### PROMPT
Copy nothing from the entries below except the lines from the one containing "use crate::ui::components::footer_bar::FooterBar;" through the one containing "then draws the", and copy those exactly.

### INPUT
//! Rendering: components draw fixed widgets, pages draw a tab body.

use ratatui::Frame;
use ratatui::layout::Rect;

use crate::app::App;

pub mod components;
pub mod pages;
pub mod router;
pub mod style;
pub mod text_util;

/// A widget drawn into a fixed area.
pub trait Component {
    fn render(&self, f: &mut Frame, area: Rect);
}

/// A full tab body.
pub trait Page {
    fn render(&mut self, f: &mut Frame, area: Rect);
}

/// Draws the whole screen for the current app state.
pub fn render(f: &mut Frame, app: &App) {
    let area = f.area();

    router::route_frame(f, area, app);
}
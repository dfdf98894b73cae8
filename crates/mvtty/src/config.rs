//! Command-line configuration.

use std::path::PathBuf;

use clap::Parser;

use crate::infra::paths;

const LOG_FILE_NAME: &str = "mvtty.log";

/// Terminal dashboard for the Mobile Verification Toolkit.
#[derive(Debug, Parser)]
#[command(name = "mvtty", version, about)]
pub struct Cli {
    /// Indicator directory passed to `--iocs` checks.
    #[arg(long, env = "MVTTY_IOC_DIR")]
    pub ioc_dir: Option<PathBuf>,

    /// Directory for mvtty's own files such as the log.
    #[arg(long, env = "MVTTY_HOME")]
    pub home: Option<PathBuf>,

    /// Do not run `mvt-ios version` at startup.
    #[arg(long)]
    pub skip_tool_check: bool,
}

/// Resolved runtime settings.
#[derive(Clone, Debug, Eq, PartialEq)]
pub struct Config {
    pub ioc_dir: PathBuf,
    pub home: PathBuf,
    pub skip_tool_check: bool,
}

impl Cli {
    /// Fills unset options with platform defaults.
    pub fn into_config(self) -> Config {
        Config {
            ioc_dir: self.ioc_dir.unwrap_or_else(paths::default_ioc_dir),
            home: self.home.unwrap_or_else(paths::mvtty_home),
            skip_tool_check: self.skip_tool_check,
        }
    }
}

impl Config {
    pub fn log_path(&self) -> PathBuf {
        self.home.join(LOG_FILE_NAME)
    }
}
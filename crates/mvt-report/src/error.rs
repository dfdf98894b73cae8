use std::path::PathBuf;

/// Errors raised while loading scan results or writing the PDF report.
#[derive(Debug, thiserror::Error)]
pub enum ReportError {
    #[error("failed to read {}: {source}", path.display())]
    Io {
        path: PathBuf,
        #[source]
        source: std::io::Error,
    },
    #[error("no JSON scan results found in {}", dir.display())]
    NoScanData { dir: PathBuf },
    #[error("{} is not a directory", dir.display())]
    NotADirectory { dir: PathBuf },
    #[error("failed to render PDF: {0}")]
    Pdf(String),
}

impl ReportError {
    pub(crate) fn io(path: impl Into<PathBuf>, source: std::io::Error) -> Self {
        Self::Io {
            path: path.into(),
            source,
        }
    }
}
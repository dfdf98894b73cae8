/// SGR escape parsing for colored tool output.
pub mod ansi;
pub mod paths;
pub mod probe;
pub mod process;
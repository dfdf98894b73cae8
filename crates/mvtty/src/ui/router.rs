use ratatui::Frame;
use ratatui::layout::{Constraint, Layout, Rect};

use crate::app::{App, AppMode, Tab};
use crate::ui::components::footer_bar::FooterBar;
use crate::ui::components::message_overlay::MessageOverlay;
use crate::ui::components::path_picker::PathPickerOverlay;
use crate::ui::components::status_bar::StatusBar;
use crate::ui::components::tab::Tabs;
use crate::ui::pages::analysis::AnalysisPage;
use crate::ui::pages::report::ReportPage;
use crate::ui::pages::utilities::UtilitiesPage;
use crate::ui::{Component, Page};

const CURRENT_VERSION: &str = concat!("v", env!("CARGO_PKG_VERSION"));

/// Lays out status bar, tabs, the current page and footer, then draws the
/// overlay of the current mode on top.
pub(crate) fn route_frame(f: &mut Frame, area: Rect, app: &App) {
    let [status_area, tabs_area, content_area, footer_area] = Layout::vertical([
        Constraint::Length(1),
        Constraint::Length(3),
        Constraint::Min(0),
        Constraint::Length(1),
    ])
    .areas(area);

    StatusBar::new(CURRENT_VERSION, app.status_message())
        .tool_status(app.tool_status())
        .busy_count(app.busy_count())
        .render(f, status_area);
    Tabs::new(app.current_tab())
        .running_tabs(running_tabs(app))
        .render(f, tabs_area);

    render_page(f, content_area, app);

    FooterBar::new(&app.mode, app.ioc_dir()).render(f, footer_area);

    render_overlay(f, area, app);
}

fn render_page(f: &mut Frame, area: Rect, app: &App) {
    let tab = app.current_tab();
    let state = app.tab_state(tab);
    let draft = match &app.mode {
        AppMode::Editing { draft } => Some(draft.as_str()),
        _ => None,
    };

    match tab {
        Tab::Ios | Tab::Android => AnalysisPage::new(tab, state, draft).render(f, area),
        Tab::Utilities => UtilitiesPage::new(state, app.ioc_dir()).render(f, area),
        Tab::Report => ReportPage::new(state, draft)
            .is_generating(app.is_report_in_flight())
            .render(f, area),
    }
}

fn render_overlay(f: &mut Frame, area: Rect, app: &App) {
    match &app.mode {
        AppMode::PathPicker(picker) => PathPickerOverlay::new(picker).render(f, area),
        AppMode::Message { title, message } => MessageOverlay::new(title, message).render(f, area),
        AppMode::Normal | AppMode::Editing { .. } => {}
    }
}

fn running_tabs(app: &App) -> Vec<Tab> {
    Tab::ALL
        .into_iter()
        .filter(|tab| {
            app.tab_state(*tab).is_running() || (*tab == Tab::Report && app.is_report_in_flight())
        })
        .collect()
}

### TASK RESPONSE
use crate::ui::components::footer_bar::FooterBar;
use crate::ui::components::message_overlay::MessageOverlay;
use crate::ui::components::path_picker::PathPickerOverlay;
use crate::ui::components::status_bar::StatusBar;
use crate::ui::components::tab::Tabs;
use crate::ui::pages::analysis::AnalysisPage;
use crate::ui::pages::report::ReportPage;
use crate::ui::pages::utilities::UtilitiesPage;
use crate::ui::{Component, Page};

const CURRENT_VERSION: &str = concat!("v", env!("CARGO_PKG_VERSION"));

/// Lays out status bar, tabs, the current page and footer, then draws the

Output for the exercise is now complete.